# [Material for this task]
==========
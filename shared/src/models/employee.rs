//! Employee Model

use chrono::{DateTime, NaiveDate, Utc};
use serde::{Deserialize, Serialize};

/// A user entry in the directory (people lookup target)
#[derive(Debug, Clone, PartialEq, Eq, Serialize, Deserialize)]
pub struct DirectoryUser {
    /// Directory-assigned id, used as the lookup foreign key
    pub id: i64,
    /// Display name
    pub title: String,
    #[serde(default, skip_serializing_if = "Option::is_none")]
    pub email: Option<String>,
    /// Claims-encoded login, when the directory reports one
    #[serde(default, skip_serializing_if = "Option::is_none")]
    pub login_name: Option<String>,
}

impl DirectoryUser {
    pub fn new(id: i64, title: impl Into<String>) -> Self {
        Self {
            id,
            title: title.into(),
            email: None,
            login_name: None,
        }
    }

    pub fn with_email(mut self, email: impl Into<String>) -> Self {
        self.email = Some(email.into());
        self
    }

    pub fn with_login_name(mut self, login_name: impl Into<String>) -> Self {
        self.login_name = Some(login_name.into());
        self
    }
}

/// Employee row as read back from the list
#[derive(Debug, Clone, PartialEq, Serialize, Deserialize)]
pub struct EmployeeRecord {
    /// Store-assigned item id
    pub id: i64,
    /// Display name (the list's title column)
    pub name: String,
    pub department: Option<String>,
    pub email: Option<String>,
    /// Business identifier, e.g. `EMP-1700000000000`. Not unique.
    pub employee_id: Option<String>,
    pub date_of_joining: Option<DateTime<Utc>>,
    /// Expanded person reference
    pub person: Option<DirectoryUser>,
}

impl EmployeeRecord {
    /// Calendar date of joining, if set
    pub fn joined_on(&self) -> Option<NaiveDate> {
        self.date_of_joining.map(|d| d.date_naive())
    }

    /// Person column as `Name (email)`, or `-` when absent
    pub fn person_label(&self) -> String {
        match &self.person {
            Some(p) => format!("{} ({})", p.title, p.email.as_deref().unwrap_or_default()),
            None => "-".to_string(),
        }
    }
}

/// Create employee payload
#[derive(Debug, Clone, Default, PartialEq, Eq, Serialize, Deserialize)]
pub struct NewEmployee {
    /// Business identifier; generated when blank
    pub employee_id: Option<String>,
    pub name: String,
    pub department: String,
    pub email: String,
    pub date_of_joining: Option<NaiveDate>,
}

impl NewEmployee {
    pub fn new(
        name: impl Into<String>,
        department: impl Into<String>,
        email: impl Into<String>,
    ) -> Self {
        Self {
            employee_id: None,
            name: name.into(),
            department: department.into(),
            email: email.into(),
            date_of_joining: None,
        }
    }

    pub fn with_employee_id(mut self, employee_id: impl Into<String>) -> Self {
        self.employee_id = Some(employee_id.into());
        self
    }

    pub fn with_date_of_joining(mut self, date: NaiveDate) -> Self {
        self.date_of_joining = Some(date);
        self
    }

    /// Join date as the ISO-8601 UTC timestamp the list stores (midnight UTC)
    pub fn date_of_joining_iso(&self) -> Option<String> {
        self.date_of_joining
            .and_then(|d| d.and_hms_opt(0, 0, 0))
            .map(|dt| dt.and_utc().to_rfc3339_opts(chrono::SecondsFormat::Millis, true))
    }
}
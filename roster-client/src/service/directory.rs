//! User directory boundary

use std::sync::Arc;

use async_trait::async_trait;
use serde::Deserialize;
use serde_json::{json, Value};
use shared::DirectoryUser;

use crate::http::NetworkHttpClient;
use crate::{ClientConfig, ClientError, ClientResult};

/// Directory operations needed by the person resolver
#[async_trait]
pub trait DirectoryService: Send + Sync {
    /// Return the directory entry for `identifier` (login name, email, ...),
    /// provisioning it in the site if the account exists but was never used.
    async fn ensure_user(&self, identifier: &str) -> ClientResult<DirectoryUser>;
}

#[async_trait]
impl<T: DirectoryService + ?Sized> DirectoryService for Arc<T> {
    async fn ensure_user(&self, identifier: &str) -> ClientResult<DirectoryUser> {
        (**self).ensure_user(identifier).await
    }
}

/// Directory over the site's `ensureuser` endpoint
#[derive(Debug, Clone)]
pub struct SpDirectoryService {
    http: NetworkHttpClient,
}

impl SpDirectoryService {
    pub fn new(config: &ClientConfig) -> ClientResult<Self> {
        Ok(Self {
            http: NetworkHttpClient::new(config)?,
        })
    }

    pub fn with_http(http: NetworkHttpClient) -> Self {
        Self { http }
    }
}

#[async_trait]
impl DirectoryService for SpDirectoryService {
    async fn ensure_user(&self, identifier: &str) -> ClientResult<DirectoryUser> {
        let body = self
            .http
            .post("_api/web/ensureuser", &json!({ "logonName": identifier }))
            .await?;
        normalize_ensured_user(body)
    }
}

#[derive(Deserialize)]
struct SiteUser {
    #[serde(rename = "Id")]
    id: i64,
    #[serde(rename = "Title", default)]
    title: String,
    #[serde(rename = "Email", alias = "EMail", default)]
    email: Option<String>,
    #[serde(rename = "LoginName", default)]
    login_name: Option<String>,
}

/// The shapes `ensureuser` answers with, depending on OData mode and proxy
#[derive(Deserialize)]
#[serde(untagged)]
enum EnsuredUser {
    Verbose { d: SiteUser },
    Wrapped { data: SiteUser },
    Flat(SiteUser),
}

/// Normalize an `ensureuser` response into a [`DirectoryUser`]
pub fn normalize_ensured_user(body: Value) -> ClientResult<DirectoryUser> {
    let ensured: EnsuredUser = serde_json::from_value(body)
        .map_err(|e| ClientError::InvalidResponse(format!("ensureuser response without Id: {}", e)))?;
    let user = match ensured {
        EnsuredUser::Verbose { d } => d,
        EnsuredUser::Wrapped { data } => data,
        EnsuredUser::Flat(user) => user,
    };
    Ok(DirectoryUser {
        id: user.id,
        title: user.title,
        email: user.email.filter(|e| !e.is_empty()),
        login_name: user.login_name,
    })
}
==========
# [Action item]
Check each line in the records for the word "SiteUser" and say how many have it, with nothing else.

# [Exercise output]
4